Monday, September 17, 2007

For rent - one ulcer

Have you had some real crappy jobs? Let's talk.

After I was separated, the kids and I lost the house and I had to find lodging and work fast. As I looked at an apartment I was asked to be the manager of 56 units in 3 buildings. It was sold to me as a part time job.

Had I ever done this before? No. Did I know what the hell I was doing? NOOOOO.

With two little boys needing a home before school started I did the SB thing and signed the lease and the contract. I was getting my rent plus $300 a month. (I had another part time job too). There was a caretaker on site and maintenance guys that came in. It sounded good.

However, I was also getting the landlords of the damned! Oh my God.
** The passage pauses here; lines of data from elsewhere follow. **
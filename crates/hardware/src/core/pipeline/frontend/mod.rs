//! Dual-track front end: IF1 -> IF2 -> ID1 -> ID2.
//!
//! The front end advances as a unit. The engine ticks it only when register
//! read accepted its instruction this cycle; otherwise every front-end latch
//! holds, so nothing younger slips past a stalled instruction.

pub mod decode;
pub mod fetch1;
pub mod fetch2;

use crate::core::Cpu;
use crate::core::pipeline::hazards::StallWindow;
use crate::core::pipeline::latches::{DecodeEntry, FetchEntry, Latch, SeqNo};

/// The dual-track front end.
#[derive(Debug)]
pub struct Frontend {
    /// IF1 -> IF2 latch.
    pub fetch1_fetch2: Latch<FetchEntry>,
    /// IF2 -> ID1 latch.
    pub fetch2_decode1: Latch<FetchEntry>,
    /// ID1 -> ID2 latch.
    pub decode1_decode2: Latch<DecodeEntry>,
    /// Fetch bubbles still owed to an unresolved branch or jump.
    pub window: StallWindow,
    /// Next sequence number IF1 hands out.
    pub next_seq: SeqNo,
}

impl Default for Frontend {
    fn default() -> Self {
        Self::new()
    }
}

impl Frontend {
    /// Creates an empty front end; the first register writer gets sequence number 1.
    pub fn new() -> Self {
        Self {
            fetch1_fetch2: Latch::Empty,
            fetch2_decode1: Latch::Empty,
            decode1_decode2: Latch::Empty,
            window: StallWindow::default(),
            next_seq: SeqNo(1),
        }
    }

    /// Executes one cycle of all front-end stages (reverse order).
    ///
    /// `decode2_rr` must have been consumed by register read this cycle.
    pub fn tick(&mut self, cpu: &mut Cpu, decode2_rr: &mut Latch<DecodeEntry>) {
        decode::decode2_stage(cpu, &mut self.decode1_decode2, decode2_rr);
        decode::decode1_stage(&mut self.fetch2_decode1, &mut self.decode1_decode2);
        fetch2::fetch2_stage(cpu, &mut self.fetch1_fetch2, &mut self.fetch2_decode1, &mut self.window);
        fetch1::fetch1_stage(cpu, &mut self.fetch1_fetch2, &mut self.window, &mut self.next_seq);
    }

    /// True if every front-end latch is idle and no stall window is open.
    pub const fn is_idle(&self) -> bool {
        self.fetch1_fetch2.is_idle()
            && self.fetch2_decode1.is_idle()
            && self.decode1_decode2.is_idle()
            && !self.window.is_active()
    }
}
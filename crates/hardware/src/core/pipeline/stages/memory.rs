//! Memory Access (MEM) Stage.
//!
//! This module implements the fourth stage of the 5-stage pipeline, split
//! across the two half-cycles:
//! 1. **Commit half:** A store checks that its value register has no pending
//!    writer, then writes memory. If the register is locked the store waits,
//!    a bubble goes to write-back, and the whole propagate half is skipped.
//! 2. **Propagate half:** Loads read memory; every entry moves to MEM/WB.
//!
//! Address validation already happened in execute, so accesses here cannot fail.

use tracing::{debug, trace};

use crate::core::Cpu;
use crate::core::pipeline::hazards::{Gate, check_store_value};
use crate::core::pipeline::latches::{ExMemEntry, Latch, MemWbEntry};

/// Commit half of the memory stage: performs a pending store.
///
/// # Returns
///
/// `Gate::Stall` when the store's value register is still locked.
pub fn mem_commit_stage(
    cpu: &mut Cpu,
    ex_mem: &mut Latch<ExMemEntry>,
    mem_wb: &mut Latch<MemWbEntry>,
) -> Gate {
    let Latch::Instruction(entry) = ex_mem else {
        return Gate::Proceed;
    };
    if !entry.ctrl.mem_write {
        return Gate::Proceed;
    }

    let gate = check_store_value(&cpu.locks, &entry.inst);
    if let Gate::Stall { reg } = gate {
        cpu.stats.stalls_data += 1;
        if cpu.trace {
            debug!(pc = entry.pc, reg, "MEM store waits on value register");
        }
        *mem_wb = Latch::Bubble;
        return gate;
    }

    if let Some(rt) = entry.inst.store_value_reg() {
        entry.store_data = cpu.regs.read(rt);
    }
    cpu.memory.write(entry.addr, entry.store_data);
    if cpu.trace {
        trace!(pc = entry.pc, addr = entry.addr, value = entry.store_data, "MEM store");
    }
    Gate::Proceed
}

/// Propagate half of the memory stage: performs loads and moves EX/MEM to MEM/WB.
pub fn mem_stage(cpu: &mut Cpu, ex_mem: &mut Latch<ExMemEntry>, mem_wb: &mut Latch<MemWbEntry>) {
    let entry = match ex_mem.take().into_entry() {
        Ok(entry) => entry,
        Err(sentinel) => {
            *mem_wb = sentinel;
            return;
        }
    };

    let result = if entry.ctrl.mem_read {
        let value = cpu.memory.read(entry.addr);
        if cpu.trace {
            trace!(pc = entry.pc, addr = entry.addr, value, "MEM load");
        }
        value
    } else {
        entry.result
    };

    *mem_wb = Latch::Instruction(MemWbEntry {
        pc: entry.pc,
        inst: entry.inst,
        ctrl: entry.ctrl,
        seq: entry.seq,
        result,
    });
}
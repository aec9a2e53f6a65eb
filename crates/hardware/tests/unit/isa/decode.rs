//! # Decoder Tests
//!
//! Operand forms, operand counts, and the error each malformed statement raises.

use mipsim_core::common::error::SimError;
use mipsim_core::isa::abi::{REG_SP, REG_T0, REG_T1, REG_T2, REG_ZERO};
use mipsim_core::isa::decode::{decode, immediate, memory_operand};
use mipsim_core::isa::instruction::Instruction;
use pretty_assertions::assert_eq;
use rstest::rstest;

fn labels(name: &str) -> Result<usize, SimError> {
    match name {
        "top" => Ok(0),
        "done" => Ok(7),
        _ => Err(SimError::InvalidLabel(name.to_owned())),
    }
}

fn dec(stmt: &str) -> Result<Instruction, SimError> {
    let tokens: Vec<&str> = stmt.split([',', ' ']).filter(|t| !t.is_empty()).collect();
    decode(&tokens, labels)
}

#[test]
fn test_decode_every_opcode() {
    assert_eq!(
        dec("add $t2, $t0, $t1"),
        Ok(Instruction::Add { rd: REG_T2, rs: REG_T0, rt: REG_T1 })
    );
    assert_eq!(
        dec("sub $t2, $t0, $t1"),
        Ok(Instruction::Sub { rd: REG_T2, rs: REG_T0, rt: REG_T1 })
    );
    assert_eq!(
        dec("mul $t2, $t0, $t1"),
        Ok(Instruction::Mul { rd: REG_T2, rs: REG_T0, rt: REG_T1 })
    );
    assert_eq!(
        dec("slt $t2, $t0, $t1"),
        Ok(Instruction::Slt { rd: REG_T2, rs: REG_T0, rt: REG_T1 })
    );
    assert_eq!(
        dec("addi $t0, $zero, -4"),
        Ok(Instruction::Addi { rt: REG_T0, rs: REG_ZERO, imm: -4 })
    );
    assert_eq!(
        dec("lw $t1, 8($sp)"),
        Ok(Instruction::Lw { rt: REG_T1, base: REG_SP, offset: 8 })
    );
    assert_eq!(
        dec("sw $t1, -4($t0)"),
        Ok(Instruction::Sw { rt: REG_T1, base: REG_T0, offset: -4 })
    );
    assert_eq!(
        dec("beq $t0, $t1, done"),
        Ok(Instruction::Beq { rs: REG_T0, rt: REG_T1, target: 7 })
    );
    assert_eq!(
        dec("bne $t0, $zero, top"),
        Ok(Instruction::Bne { rs: REG_T0, rt: REG_ZERO, target: 0 })
    );
    assert_eq!(dec("j done"), Ok(Instruction::J { target: 7 }));
}

#[rstest]
#[case("frob $t0, $t1, $t2")]
#[case("add $t0, $t1")]
#[case("add $t0, $t1, $t2, $t3")]
#[case("j")]
#[case("lw $t0")]
#[case("addi $t0, $t0, ten")]
#[case("lw $t0, 4($t1")]
fn test_syntax_errors(#[case] stmt: &str) {
    assert!(matches!(dec(stmt), Err(SimError::Syntax(_))), "{stmt}");
}

#[rstest]
#[case("add $t0, $t1, $x9", "$x9")]
#[case("addi t0, $zero, 1", "t0")]
#[case("sw $t0, 0($t99)", "$t99")]
fn test_invalid_register(#[case] stmt: &str, #[case] bad: &str) {
    assert_eq!(dec(stmt), Err(SimError::InvalidRegister(bad.to_owned())));
}

#[test]
fn test_undefined_label() {
    assert_eq!(
        dec("beq $t0, $t1, nowhere"),
        Err(SimError::InvalidLabel("nowhere".to_owned()))
    );
}

#[rstest]
#[case("0", 0)]
#[case("42", 42)]
#[case("-42", -42)]
#[case("+7", 7)]
#[case("0x10", 16)]
#[case("-0x10", -16)]
#[case("2147483647", i32::MAX)]
#[case("-2147483648", i32::MIN)]
fn test_immediate(#[case] token: &str, #[case] value: i32) {
    assert_eq!(immediate(token), Ok(value));
}

#[test]
fn test_immediate_out_of_range() {
    assert!(immediate("2147483648").is_err());
    assert!(immediate("0x1_0000_0000").is_err());
}

#[rstest]
#[case("--5")]
#[case("+-5")]
#[case("-+5")]
#[case("0x-5")]
#[case("0x+5")]
#[case("-")]
#[case("0x")]
#[case("1 2")]
#[case("--9223372036854775808")]
#[case("99999999999999999999999")]
fn test_immediate_rejects_malformed(#[case] token: &str) {
    assert!(
        matches!(immediate(token), Err(SimError::Syntax(_))),
        "`{token}` should be a syntax error"
    );
}

#[test]
fn test_memory_operand_forms() {
    assert_eq!(memory_operand("12($t0)"), Ok((REG_T0, 12)));
    assert_eq!(memory_operand("($t0)"), Ok((REG_T0, 0)));
    assert_eq!(memory_operand("64"), Ok((REG_ZERO, 64)));
}
//! MIPS pipeline simulator library.
//!
//! This crate implements a cycle-accurate simulator for a small MIPS subset with the following:
//! 1. **ISA:** Instruction model, register names, and the assembly text decoder.
//! 2. **Core:** Register file, register locks, data memory, and three engines: an
//!    unpipelined reference, the 5-stage pipeline, and the dual-track 7/9-stage pipeline.
//! 3. **Simulation:** Loader, cycle driver, per-cycle reports, configuration, and statistics.
//!
//! ```
//! use mipsim_core::{Config, Program, Simulator};
//! use mipsim_core::sim::NullSink;
//!
//! let program = Program::parse("addi $t0, $zero, 5\nsw $t0, 0($zero)\nlw $t1, 0($zero)\n").unwrap();
//! let mut sim = Simulator::new(program, &Config::default());
//! let summary = sim.run(&mut NullSink).unwrap();
//! assert_eq!(sim.registers()[9], 5);
//! assert!(summary.cycles > 3);
//! ```

/// Common types and constants (errors, register count, word size).
pub mod common;
/// Simulator configuration (defaults, pipeline kind, hierarchical config structures).
pub mod config;
/// CPU core (architectural state, execution units, pipelines).
pub mod core;
/// Instruction set (instruction model, ABI names, text decoder).
pub mod isa;
/// Loader, cycle driver, and reports.
pub mod sim;
/// Simulation statistics collection and reporting.
pub mod stats;

/// Root configuration type; use `Config::default()` or deserialize from JSON.
pub use crate::config::Config;
/// Main CPU type; holds registers, locks, memory, and stats.
pub use crate::core::Cpu;
/// A loaded assembly program.
pub use crate::sim::Program;
/// Cycle driver; construct with `Simulator::new`.
pub use crate::sim::Simulator;
//! # Configuration Tests
//!
//! Defaults and JSON deserialization.

use mipsim_core::config::*;
use pretty_assertions::assert_eq;

#[test]
fn test_config_default() {
    let config = Config::default();
    assert!(!config.general.trace_instructions);
    assert_eq!(config.memory.data_bytes, 1 << 20);
    assert!(!config.memory.protect_program_region);
    assert_eq!(config.pipeline.kind, PipelineKind::FiveStage);
}

#[test]
fn test_empty_json_is_default() {
    assert_eq!(Config::from_json("{}").unwrap(), Config::default());
}

#[test]
fn test_partial_json_keeps_other_defaults() {
    let config = Config::from_json(r#"{ "memory": { "data_bytes": 4096 } }"#).unwrap();
    assert_eq!(config.memory.data_bytes, 4096);
    assert!(!config.memory.protect_program_region);
    assert_eq!(config.pipeline, PipelineConfig::default());
}

#[test]
fn test_pipeline_kind_names() {
    for (json, kind) in [
        ("Unpipelined", PipelineKind::Unpipelined),
        ("FiveStage", PipelineKind::FiveStage),
        ("DualTrack", PipelineKind::DualTrack),
    ] {
        let text = format!(r#"{{ "pipeline": {{ "kind": "{json}" }} }}"#);
        assert_eq!(Config::from_json(&text).unwrap().pipeline.kind, kind);
    }
}

#[test]
fn test_unknown_pipeline_kind_rejected() {
    assert!(Config::from_json(r#"{ "pipeline": { "kind": "OutOfOrder" } }"#).is_err());
}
Here's a sample of the calls I got all day and all night (quotations are my thoughts):

"Did you walk the all the buildings today? You need to walk all the buildings every day." (Sorry, I forgot to leave breadcrumbs) "You recorded the answering machine greeting wrong." (They called about 10 times on this and every time I had read it off the sheet they gave me - with gusto). "I just drove by and there was a hanger in the middle of the street, go out and pick it up." (Response not printable in polite society) "There was snow on the steps when I went by this morning. Why?" (Well, maybe it was the blizzard outside) "Why are the washing machines breaking down all the time?" (I don't know, maybe because they are cheap pieces of crap) "There were newspapers outside the front door when I drove by, go put them in front of the everyone's doors." (What is this place, the Hilton?) "There was a piece of dust in the hallway. Why?" (There's going to be a foot up your ass and you know why)
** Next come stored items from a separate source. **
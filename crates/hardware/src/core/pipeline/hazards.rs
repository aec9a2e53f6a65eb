//! Hazard and Stall Control.
//!
//! This module decides, per stage and per cycle, whether an instruction may
//! proceed. It provides:
//! 1. **Data Hazard Gating:** An instruction whose source registers have pending
//!    writers is held back (see [`LockTable`]).
//! 2. **Store Hazard Gating:** A store may not write memory while its value
//!    register has a pending writer.
//! 3. **Control Stall Windows:** After a branch or jump is decoded, fetch injects
//!    a fixed number of bubbles while the target is resolved.

use crate::common::constants::{
    DUAL_TRACK_BRANCH_STALL, DUAL_TRACK_JUMP_STALL, FIVE_STAGE_BRANCH_STALL, FIVE_STAGE_JUMP_STALL,
};
use crate::core::pipeline::scoreboard::LockTable;
use crate::isa::instruction::{InstClass, Instruction};

/// Outcome of a hazard check.
#[derive(Clone, Copy, Debug, PartialEq, Eq)]
pub enum Gate {
    /// All required registers are free.
    Proceed,
    /// The instruction must wait for a pending write of `reg`.
    Stall {
        /// The locked register.
        reg: usize,
    },
}

impl Gate {
    const fn from_locked(reg: Option<usize>) -> Self {
        match reg {
            Some(reg) => Self::Stall { reg },
            None => Self::Proceed,
        }
    }

    /// True if the instruction must wait.
    pub const fn is_stall(self) -> bool {
        matches!(self, Self::Stall { .. })
    }
}

/// Checks the registers an instruction reads to compute its result or address.
pub fn check_operands(locks: &LockTable, inst: &Instruction) -> Gate {
    Gate::from_locked(locks.first_locked(inst.operand_regs().into_iter().flatten()))
}

/// Checks the value register of a store.
pub fn check_store_value(locks: &LockTable, inst: &Instruction) -> Gate {
    Gate::from_locked(locks.first_locked(inst.store_value_reg()))
}

/// Checks every register an instruction reads (operands and store value).
pub fn check_all_sources(locks: &LockTable, inst: &Instruction) -> Gate {
    match check_operands(locks, inst) {
        Gate::Proceed => check_store_value(locks, inst),
        stall @ Gate::Stall { .. } => stall,
    }
}

/// Number of bubbles fetch injects after each kind of control transfer.
#[derive(Clone, Copy, Debug, PartialEq, Eq)]
pub struct StallPolicy {
    /// Bubbles after a conditional branch.
    pub branch: u32,
    /// Bubbles after an unconditional jump.
    pub jump: u32,
}

impl StallPolicy {
    /// Branch resolves in EX (two stages after fetch); jump target known at ID.
    pub const FIVE_STAGE: Self = Self {
        branch: FIVE_STAGE_BRANCH_STALL,
        jump: FIVE_STAGE_JUMP_STALL,
    };

    /// Branch resolves in EX_R (five stages after IF2); jump target known at ID2.
    pub const DUAL_TRACK: Self = Self {
        branch: DUAL_TRACK_BRANCH_STALL,
        jump: DUAL_TRACK_JUMP_STALL,
    };

    /// Window length for an instruction of `class`, or `None` if it does not redirect.
    pub const fn window_for(self, class: InstClass) -> Option<u32> {
        match class {
            InstClass::Branch => Some(self.branch),
            InstClass::Jump => Some(self.jump),
            _ => None,
        }
    }
}

/// Countdown of bubbles fetch still has to inject.
#[derive(Clone, Copy, Debug, Default, PartialEq, Eq)]
pub struct StallWindow {
    remaining: u32,
}

impl StallWindow {
    /// Opens a window of `cycles` bubbles.
    pub const fn begin(&mut self, cycles: u32) {
        self.remaining = cycles;
    }

    /// True while fetch must keep injecting bubbles.
    pub const fn is_active(&self) -> bool {
        self.remaining > 0
    }

    /// Bubbles still owed.
    pub const fn remaining(&self) -> u32 {
        self.remaining
    }

    /// Consumes one bubble if the window is open; returns whether it was.
    pub const fn tick(&mut self) -> bool {
        if self.remaining > 0 {
            self.remaining -= 1;
            true
        } else {
            false
        }
    }
}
And here's my favorite, "Find a stick and test the fire alarms in all 56 apartments." (Whaaat?) Which was all I could say for the next week because I was completely deaf; at least I didn't hear the phone ringing.
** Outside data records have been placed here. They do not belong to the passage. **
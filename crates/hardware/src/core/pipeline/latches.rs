//! Pipeline latch structures for inter-stage communication.
//!
//! This module defines the state held at every stage boundary of both pipeline
//! organizations:
//! 1. **`Latch`:** The four-state slot (empty, bubble, instruction, drain marker).
//! 2. **Entries:** What an instruction carries between stages, growing as it moves
//!    downstream (decoded signals, operand values, results, addresses).
//! 3. **Sequence Numbers:** Dispatch-order tags for dual-track in-order commit.
//!
//! Latches are always replaced wholesale; a stage never patches a field of an
//! entry that is still owned by another stage.

use std::fmt;

use crate::core::pipeline::signals::ControlSignals;
use crate::isa::instruction::Instruction;

/// Dispatch-order number of a register-writing instruction (dual-track only).
///
/// Numbering starts at 1; the default value 0 means "nothing committed yet".
#[derive(Clone, Copy, Debug, Default, PartialEq, Eq, PartialOrd, Ord, Hash)]
pub struct SeqNo(pub u64);

impl SeqNo {
    /// The number that follows this one.
    pub const fn next(self) -> Self {
        Self(self.0 + 1)
    }
}

impl fmt::Display for SeqNo {
    fn fmt(&self, f: &mut fmt::Formatter<'_>) -> fmt::Result {
        write!(f, "#{}", self.0)
    }
}

/// Contents of one stage-boundary latch.
#[derive(Clone, Debug, PartialEq, Eq)]
pub enum Latch<T> {
    /// Nothing has ever been placed here (reset state).
    Empty,
    /// A no-op slot injected by a stall.
    Bubble,
    /// An in-flight instruction.
    Instruction(T),
    /// Fetch ran past the end of the program; everything behind this is done.
    Drain,
}

impl<T> Default for Latch<T> {
    fn default() -> Self {
        Self::Empty
    }
}

impl<T> Latch<T> {
    /// True unless the latch holds an instruction.
    pub const fn is_idle(&self) -> bool {
        !matches!(self, Self::Instruction(_))
    }

    /// True if the latch holds an instruction.
    pub const fn is_occupied(&self) -> bool {
        matches!(self, Self::Instruction(_))
    }

    /// Borrows the held instruction entry, if any.
    pub const fn entry(&self) -> Option<&T> {
        match self {
            Self::Instruction(entry) => Some(entry),
            _ => None,
        }
    }

    /// Moves the contents out, leaving the latch `Empty`.
    pub fn take(&mut self) -> Self {
        std::mem::take(self)
    }

    /// Splits into the held entry or an equivalent sentinel of another entry type.
    ///
    /// Stages use this to pass `Bubble` and `Drain` downstream unchanged.
    pub fn into_entry<U>(self) -> Result<T, Latch<U>> {
        match self {
            Self::Instruction(entry) => Ok(entry),
            Self::Empty => Err(Latch::Empty),
            Self::Bubble => Err(Latch::Bubble),
            Self::Drain => Err(Latch::Drain),
        }
    }
}

/// Entry leaving a fetch stage.
#[derive(Clone, Debug, PartialEq, Eq)]
pub struct FetchEntry {
    /// Instruction index.
    pub pc: usize,
    /// The fetched instruction.
    pub inst: Instruction,
    /// Commit-order number (dual-track register writers only).
    pub seq: Option<SeqNo>,
}

/// Entry leaving a decode stage.
#[derive(Clone, Debug, PartialEq, Eq)]
pub struct DecodeEntry {
    /// Instruction index.
    pub pc: usize,
    /// The instruction.
    pub inst: Instruction,
    /// Control signals derived at decode.
    pub ctrl: ControlSignals,
    /// Commit-order number (dual-track register writers only).
    pub seq: Option<SeqNo>,
}

/// Entry leaving the dual-track register-read stage: operands captured.
#[derive(Clone, Debug, PartialEq, Eq)]
pub struct OperandEntry {
    /// Instruction index.
    pub pc: usize,
    /// The instruction.
    pub inst: Instruction,
    /// Control signals derived at decode.
    pub ctrl: ControlSignals,
    /// Commit-order number.
    pub seq: Option<SeqNo>,
    /// Value of the first source register (`rs` or `base`).
    pub rv1: i32,
    /// Value of the second source register (`rt`), 0 if unused.
    pub rv2: i32,
    /// Value a store writes to memory.
    pub store_data: i32,
}

/// Entry leaving an execute stage bound for memory access.
#[derive(Clone, Debug, PartialEq, Eq)]
pub struct ExMemEntry {
    /// Instruction index.
    pub pc: usize,
    /// The instruction.
    pub inst: Instruction,
    /// Control signals derived at decode.
    pub ctrl: ControlSignals,
    /// Commit-order number.
    pub seq: Option<SeqNo>,
    /// ALU result (arithmetic) or validated byte address (load/store).
    pub result: i32,
    /// Validated byte address for loads and stores.
    pub addr: u32,
    /// Value a store writes to memory (dual-track captures it at register read).
    pub store_data: i32,
}

/// Entry waiting in front of write-back.
#[derive(Clone, Debug, PartialEq, Eq)]
pub struct MemWbEntry {
    /// Instruction index.
    pub pc: usize,
    /// The instruction.
    pub inst: Instruction,
    /// Control signals derived at decode.
    pub ctrl: ControlSignals,
    /// Commit-order number.
    pub seq: Option<SeqNo>,
    /// Value written to the destination register.
    pub result: i32,
}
The funny thing is, the tenants, maintenance folks and I got along great. I might add that at the same time I was being berated by Lord and Lady Hemorrhoid, I was getting bonuses and raises at my better-paying, highly skilled, part time, then three-quarter time and then full-time salaried job.

My eyes opened wide when the apartment owners wouldn't show mercy to the two newlywed soldiers who lived next door to me. When they were suddenly re-deployed to Iraq, Juan and Eva Peron wouldn't honor the agreement of the previous manager and charged the couple a bundle to get out of the lease and go fight for our country. So much for democracy. I quit. I still have the nightmares.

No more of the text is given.